A pesar de que Arnold no deseaba la compañía del secretario personal de Cornelius, este hizo las veces de ayuda de cámara alegando que, ante el inminente encuentro entre los dos hombres, era de imperiosa necesidad que el heredero luciera con el mejor aspecto posible, lo que se traducía en descansado, bien vestido y con un semblante que se apartara del color ceniciento que solía acompañar a Arnold tras una noche de borrachera en el White’s.

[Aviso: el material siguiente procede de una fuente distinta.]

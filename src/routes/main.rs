use actix_web::{Responder, get, web};
use actix_web_flash_messages::IncomingFlashMessages;
use tera::Tera;

use crate::models::auth::AuthenticatedUser;
use crate::routes::{base_context, render_template};

#[get("/")]
pub async fn show_index(
    user: AuthenticatedUser,
    flash_messages: IncomingFlashMessages,
    tera: web::Data<Tera>,
) -> impl Responder {
    let context = base_context(&flash_messages, &user, "index");
    render_template(&tera, "main/index.html", &context)
}
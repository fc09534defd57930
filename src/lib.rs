use actix_cors::Cors;
use actix_files::Files;
use actix_identity::IdentityMiddleware;
use actix_session::{SessionMiddleware, storage::CookieSessionStore};
use actix_web::cookie::Key;
use actix_web::{App, HttpServer, middleware as actix_middleware, web};
use actix_web_flash_messages::{FlashMessagesFramework, storage::CookieMessageStore};
use tera::Tera;

use crate::middleware::RedirectUnauthorized;
use crate::models::config::ServerConfig;
use crate::repository::HttpRepository;
use crate::routes::agreement::{create_agreement, generate_plan, show_agreement_form, show_plan_form};
use crate::routes::auth::{login, logout, show_login};
use crate::routes::booking::{
    cancel_booking, confirm_booking, decline_booking, show_booking, show_bookings,
};
use crate::routes::main::show_index;
use crate::routes::vehicle::{
    add_vehicle, add_vehicle_form, delete_image, delete_vehicle, edit_vehicle_form,
    set_primary_image, show_vehicles, update_vehicle, upload_vehicle_image,
};

pub mod domain;
pub mod dto;
pub mod forms;
pub mod middleware;
pub mod models;
pub mod repository;
pub mod routes;
pub mod services;

/// Builds and runs the Actix-Web HTTP server using the provided configuration.
pub async fn run(server_config: ServerConfig) -> std::io::Result<()> {
    let repo = HttpRepository::new(&server_config.api_base_url);

    // Keys and stores for identity, sessions, and flash messages.
    let secret_key = Key::from(server_config.secret.as_bytes());

    let message_store = CookieMessageStore::builder(secret_key.clone()).build();
    let message_framework = FlashMessagesFramework::builder(message_store).build();

    let tera = Tera::new(&server_config.templates_dir)
        .map_err(|e| std::io::Error::other(format!("Template parsing error(s): {e}")))?;

    let bind_address = (server_config.address.clone(), server_config.port);

    HttpServer::new(move || {
        App::new()
            .wrap(Cors::permissive())
            .wrap(message_framework.clone())
            .wrap(IdentityMiddleware::default())
            .wrap(
                SessionMiddleware::builder(CookieSessionStore::default(), secret_key.clone())
                    .cookie_secure(false) // set to true in prod
                    .cookie_domain(Some(format!(".{}", server_config.domain)))
                    .build(),
            )
            .wrap(actix_middleware::Compress::default())
            .wrap(actix_middleware::Logger::default())
            .service(Files::new("/assets", "./assets"))
            .service(show_login)
            .service(login)
            .service(
                web::scope("")
                    .wrap(RedirectUnauthorized)
                    .service(show_index)
                    .service(show_vehicles)
                    .service(add_vehicle_form)
                    .service(add_vehicle)
                    .service(edit_vehicle_form)
                    .service(update_vehicle)
                    .service(delete_vehicle)
                    .service(upload_vehicle_image)
                    .service(delete_image)
                    .service(set_primary_image)
                    .service(show_bookings)
                    .service(show_booking)
                    .service(confirm_booking)
                    .service(decline_booking)
                    .service(cancel_booking)
                    .service(show_agreement_form)
                    .service(create_agreement)
                    .service(show_plan_form)
                    .service(generate_plan)
                    .service(logout),
            )
            .app_data(web::Data::new(tera.clone()))
            .app_data(web::Data::new(repo.clone()))
            .app_data(web::Data::new(server_config.clone()))
    })
    .bind(bind_address)?
    .run()
    .await
}
//! Mock repository implementation for isolating services in tests.

use async_trait::async_trait;
use mockall::mock;

use crate::domain::agreement::{NewAgreement, NewPaymentPlan};
use crate::domain::booking::{Booking, BookingStatus};
use crate::domain::staff::StaffSession;
use crate::domain::vehicle::{NewVehicle, Vehicle};
use crate::repository::errors::RepositoryResult;
use crate::repository::{
    AgreementWriter, AuthApi, BookingReader, BookingWriter, PaymentPlanWriter, VehicleImageWriter,
    VehicleReader, VehicleWriter,
};

mock! {
    pub Repository {}

    #[async_trait]
    impl AuthApi for Repository {
        async fn login(&self, email: &str, password: &str) -> RepositoryResult<StaffSession>;
    }

    #[async_trait]
    impl VehicleReader for Repository {
        async fn list_vehicles(&self, token: &str) -> RepositoryResult<Vec<Vehicle>>;
        async fn get_vehicle_by_id(&self, id: i32, token: &str) -> RepositoryResult<Option<Vehicle>>;
    }

    #[async_trait]
    impl VehicleWriter for Repository {
        async fn create_vehicle(&self, vehicle: &NewVehicle, token: &str) -> RepositoryResult<()>;
        async fn update_vehicle(
            &self,
            id: i32,
            vehicle: &NewVehicle,
            token: &str,
        ) -> RepositoryResult<()>;
        async fn delete_vehicle(&self, id: i32, token: &str) -> RepositoryResult<()>;
    }

    #[async_trait]
    impl VehicleImageWriter for Repository {
        async fn upload_vehicle_image(
            &self,
            vehicle_id: i32,
            file_name: String,
            bytes: Vec<u8>,
            token: &str,
        ) -> RepositoryResult<()>;
        async fn delete_image(&self, image_id: i32, token: &str) -> RepositoryResult<()>;
        async fn set_primary_image(&self, image_id: i32, token: &str) -> RepositoryResult<()>;
    }

    #[async_trait]
    impl BookingReader for Repository {
        async fn list_bookings(&self, token: &str) -> RepositoryResult<Vec<Booking>>;
        async fn get_booking_by_id(&self, id: i32, token: &str) -> RepositoryResult<Option<Booking>>;
    }

    #[async_trait]
    impl BookingWriter for Repository {
        async fn confirm_booking(&self, id: i32, notes: &str, token: &str) -> RepositoryResult<()>;
        async fn decline_booking(&self, id: i32, reason: &str, token: &str) -> RepositoryResult<()>;
        async fn set_booking_status(
            &self,
            id: i32,
            status: BookingStatus,
            token: &str,
        ) -> RepositoryResult<()>;
    }

    #[async_trait]
    impl AgreementWriter for Repository {
        async fn create_agreement(
            &self,
            agreement: &NewAgreement,
            token: &str,
        ) -> RepositoryResult<()>;
    }

    #[async_trait]
    impl PaymentPlanWriter for Repository {
        async fn generate_plan(&self, plan: &NewPaymentPlan, token: &str) -> RepositoryResult<()>;
    }
}
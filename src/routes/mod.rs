//! HTTP route handlers and shared view helpers.

use actix_web::http::header;
use actix_web::HttpResponse;
use actix_web_flash_messages::{FlashMessage, IncomingFlashMessages, Level};
use tera::{Context, Tera};

use crate::models::auth::AuthenticatedUser;
use crate::services::ServiceError;

pub mod agreement;
pub mod auth;
pub mod booking;
pub mod main;
pub mod vehicle;

/// Maps a flash message level to the alert style used by the templates.
pub fn alert_level_to_str(level: &Level) -> &'static str {
    match level {
        Level::Error => "danger",
        Level::Warning => "warning",
        Level::Success => "success",
        _ => "info",
    }
}

/// 303 redirect to the given location.
pub fn redirect(location: &str) -> HttpResponse {
    HttpResponse::SeeOther()
        .insert_header((header::LOCATION, location.to_string()))
        .finish()
}

/// Builds the template context shared by every authenticated page.
pub fn base_context(
    flash_messages: &IncomingFlashMessages,
    user: &AuthenticatedUser,
    current_page: &str,
) -> Context {
    let alerts = flash_messages
        .iter()
        .map(|f| (f.content().to_string(), alert_level_to_str(&f.level())))
        .collect::<Vec<_>>();

    let mut context = Context::new();
    context.insert("alerts", &alerts);
    context.insert("current_user", user);
    context.insert("current_page", current_page);
    context
}

/// Renders a Tera template or logs and returns a 500.
pub fn render_template(tera: &Tera, name: &str, context: &Context) -> HttpResponse {
    match tera.render(name, context) {
        Ok(body) => HttpResponse::Ok()
            .content_type("text/html; charset=utf-8")
            .body(body),
        Err(e) => {
            log::error!("Failed to render template {name}: {e}");
            HttpResponse::InternalServerError().finish()
        }
    }
}

/// Standard handling for a failed service call: 401 bubbles up so the
/// redirect middleware can send the user to the login page, user-facing
/// errors become flash alerts, everything else is a 500.
pub fn service_failure(err: ServiceError, fallback: &str, redirect_to: &str) -> HttpResponse {
    match err {
        ServiceError::Unauthorized => HttpResponse::Unauthorized().finish(),
        ServiceError::NotFound => {
            FlashMessage::error(fallback.to_string()).send();
            redirect(redirect_to)
        }
        ServiceError::Form(msg) => {
            FlashMessage::error(msg).send();
            redirect(redirect_to)
        }
        ServiceError::Internal(_) => {
            FlashMessage::error(fallback.to_string()).send();
            redirect(redirect_to)
        }
    }
}
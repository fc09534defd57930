use actix_web::{
    App, HttpResponse,
    http::{StatusCode, header},
    test, web,
};

use mobigo_admin::middleware::RedirectUnauthorized;

#[actix_web::test]
async fn redirects_unauthorized_to_login() {
    let app = test::init_service(
        App::new()
            .wrap(RedirectUnauthorized)
            .default_service(web::to(|| async { HttpResponse::Unauthorized().finish() })),
    )
    .await;

    let req = test::TestRequest::default().to_request();
    let resp = test::call_service(&app, req).await;

    assert_eq!(resp.status(), StatusCode::SEE_OTHER);
    assert_eq!(resp.headers().get(header::LOCATION).unwrap(), "/login");
}

#[actix_web::test]
async fn success_response_passes_through() {
    let app = test::init_service(
        App::new()
            .wrap(RedirectUnauthorized)
            .default_service(web::to(|| async { HttpResponse::Ok().finish() })),
    )
    .await;

    let req = test::TestRequest::default().to_request();
    let resp = test::call_service(&app, req).await;

    assert_eq!(resp.status(), StatusCode::OK);
}

#[actix_web::test]
async fn other_errors_are_untouched() {
    let app = test::init_service(
        App::new()
            .wrap(RedirectUnauthorized)
            .default_service(web::to(|| async {
                HttpResponse::InternalServerError().finish()
            })),
    )
    .await;

    let req = test::TestRequest::default().to_request();
    let resp = test::call_service(&app, req).await;

    assert_eq!(resp.status(), StatusCode::INTERNAL_SERVER_ERROR);
}
use validator::Validate;

use crate::domain::agreement::{Agreement, NewAgreement, NewPaymentPlan, PaymentType};
use crate::domain::booking::{Booking, BookingActions};
use crate::dto::agreements::{AgreementPageData, PlanPageData};
use crate::forms::agreement::{AgreementForm, PaymentPlanForm};
use crate::models::auth::AuthenticatedUser;
use crate::repository::{AgreementWriter, BookingReader, PaymentPlanWriter};
use crate::services::bookings::require_booking;
use crate::services::{ServiceError, ServiceResult};

/// Loads the agreement creation form, pre-filling the final price with the
/// booked vehicle's listed price.
pub async fn load_agreement_form<R>(
    repo: &R,
    user: &AuthenticatedUser,
    booking_id: i32,
) -> ServiceResult<AgreementPageData>
where
    R: BookingReader + ?Sized,
{
    let booking = require_booking(repo, user, booking_id).await?;
    ensure_agreement_allowed(&booking)?;

    let suggested_price = booking.vehicle.price;
    Ok(AgreementPageData {
        booking,
        suggested_price,
    })
}

/// Validates and submits a new agreement for a confirmed booking.
pub async fn create_agreement<R>(
    repo: &R,
    user: &AuthenticatedUser,
    booking_id: i32,
    form: &AgreementForm,
) -> ServiceResult<()>
where
    R: BookingReader + AgreementWriter + ?Sized,
{
    if let Err(err) = form.validate() {
        log::error!("Failed to validate agreement form: {err}");
        return Err(ServiceError::Form(
            "Failed to create agreement. Please check the details and try again.".to_string(),
        ));
    }

    let booking = require_booking(repo, user, booking_id).await?;
    ensure_agreement_allowed(&booking)?;

    let agreement = NewAgreement {
        booking_id,
        final_price: form.final_price,
        payment_type: form.payment_type,
        terms: form.terms.trim().to_string(),
    };
    repo.create_agreement(&agreement, &user.token)
        .await
        .map_err(|err| {
            log::error!("Failed to create agreement for booking {booking_id}: {err}");
            ServiceError::from(err)
        })
}

/// Loads the installment plan form. The agreement travels embedded in the
/// booking because the remote API exposes no agreement read endpoint.
pub async fn load_plan_form<R>(
    repo: &R,
    user: &AuthenticatedUser,
    booking_id: i32,
    agreement_id: i32,
) -> ServiceResult<PlanPageData>
where
    R: BookingReader + ?Sized,
{
    let booking = require_booking(repo, user, booking_id).await?;
    let agreement = installment_agreement(&booking, agreement_id)?;
    Ok(PlanPageData { booking, agreement })
}

/// Validates plan parameters against the agreement's final price and
/// submits the plan request; the amortization itself runs remotely.
pub async fn generate_plan<R>(
    repo: &R,
    user: &AuthenticatedUser,
    agreement_id: i32,
    form: &PaymentPlanForm,
) -> ServiceResult<()>
where
    R: BookingReader + PaymentPlanWriter + ?Sized,
{
    if let Err(err) = form.validate() {
        log::error!("Failed to validate payment plan form: {err}");
        return Err(ServiceError::Form(
            "Failed to generate payment plan. Please check the details and try again.".to_string(),
        ));
    }

    let booking = require_booking(repo, user, form.booking_id).await?;
    let agreement = installment_agreement(&booking, agreement_id)?;

    if form.down_payment >= agreement.final_price {
        return Err(ServiceError::Form(
            "The down payment must be less than the total price.".to_string(),
        ));
    }

    let plan = NewPaymentPlan {
        agreement_id,
        total_price: agreement.final_price,
        down_payment: form.down_payment,
        tenor: form.tenor,
        annual_interest_rate: form.annual_interest_rate,
    };
    repo.generate_plan(&plan, &user.token).await.map_err(|err| {
        log::error!("Failed to generate plan for agreement {agreement_id}: {err}");
        ServiceError::from(err)
    })
}

fn ensure_agreement_allowed(booking: &Booking) -> ServiceResult<()> {
    if booking.agreement.is_some() {
        return Err(ServiceError::Form(
            "An agreement already exists for this booking.".to_string(),
        ));
    }
    if !BookingActions::for_booking(booking).can_create_agreement {
        return Err(ServiceError::Form(
            "An agreement can only be created for a confirmed booking.".to_string(),
        ));
    }
    Ok(())
}

fn installment_agreement(booking: &Booking, agreement_id: i32) -> ServiceResult<Agreement> {
    let agreement = booking.agreement.clone().ok_or(ServiceError::NotFound)?;
    if agreement.id != agreement_id {
        return Err(ServiceError::NotFound);
    }
    if agreement.payment_type != PaymentType::Installment {
        return Err(ServiceError::Form(
            "Installment plans are only available for installment agreements.".to_string(),
        ));
    }
    Ok(agreement)
}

Por desgracia, no habría alcohol suficiente en todo Londres para hacerle menos lastimoso tener que enfrentarse a Cornelius Calvin, que al parecer se había incorporado del lecho mortuorio para exigir comida en condiciones. Amén de la visita del abogado que solía llevarle los términos relativos al vizcondado, y cuya visita a la mansión, nunca presagiaba nada bueno para Arnold.

—Tomaré café. Amargo.

—¿Se lo sirvo en su alcoba, señor? ¿O en el estudio de la segunda planta?

—Por más que agonices de ganas de ver cómo me enfrento a mi padre, Ferrán, desayunaré en el comedor, como el caballero que soy. Y me tomaré mi jodido tiempo y mi café. Amargo.

Aunque no pensaba probar bocado sólido, Arnold levantó todas las brillantes tapas de los calientaplatos. Observó los huevos de codorniz, las gachas, las rebanadas de pan, cortadas en finísimos rectángulos y dispuestas sobre hierros candentes, junto a los cuales descansaban platillos con jalea, grasa de mantequilla y onzas de chocolate. El aroma era una pura delicia, pero estaba convencido de que no lograría disfrutar un solo mordisco de ninguna de las opciones que la cocinera le había presentado.

Inquieto, moviendo una pierna de forma insistente, se tomó el café oscuro mientras fingía interés en el periódico que una criada acababa de dejarle bien planchado sobre la mesa. El almidón del cuello de su camisa era demasiado duro. Aquellos gemelos constreñían sus muñecas, y aunque estaba seguro de no haber bebido tanto como acostumbraba, por culpa de César Wallace y sus charlas con exceso de palabrería barata, la cabeza le martilleaba.

Debía enfrentar la realidad; su padre sobrevivía contra todo pronóstico a una enfermedad que había demostrado ser tan decepcionante como el propio Cornelius acusaba a Arnold de ser. Recuperado de nuevo, comiendo sólido y reunido con un abogado, parecía haber muy pocas posibilidades de que el ultimátum que pendía sobre la cabeza de Arnold fuera a aflojar su férrea presión. El vizconde no le daría nada, por más que fuera el único heredero disponible, si no se acataban sus deseos, y estos tenían como punto inicial de partida el ver a Arnold atado de por vida a alguna pobre desdichada de familia influyente y ventajosa, a la que jamás querría y que nunca sería capaz de albergar sentimiento alguno hacia él.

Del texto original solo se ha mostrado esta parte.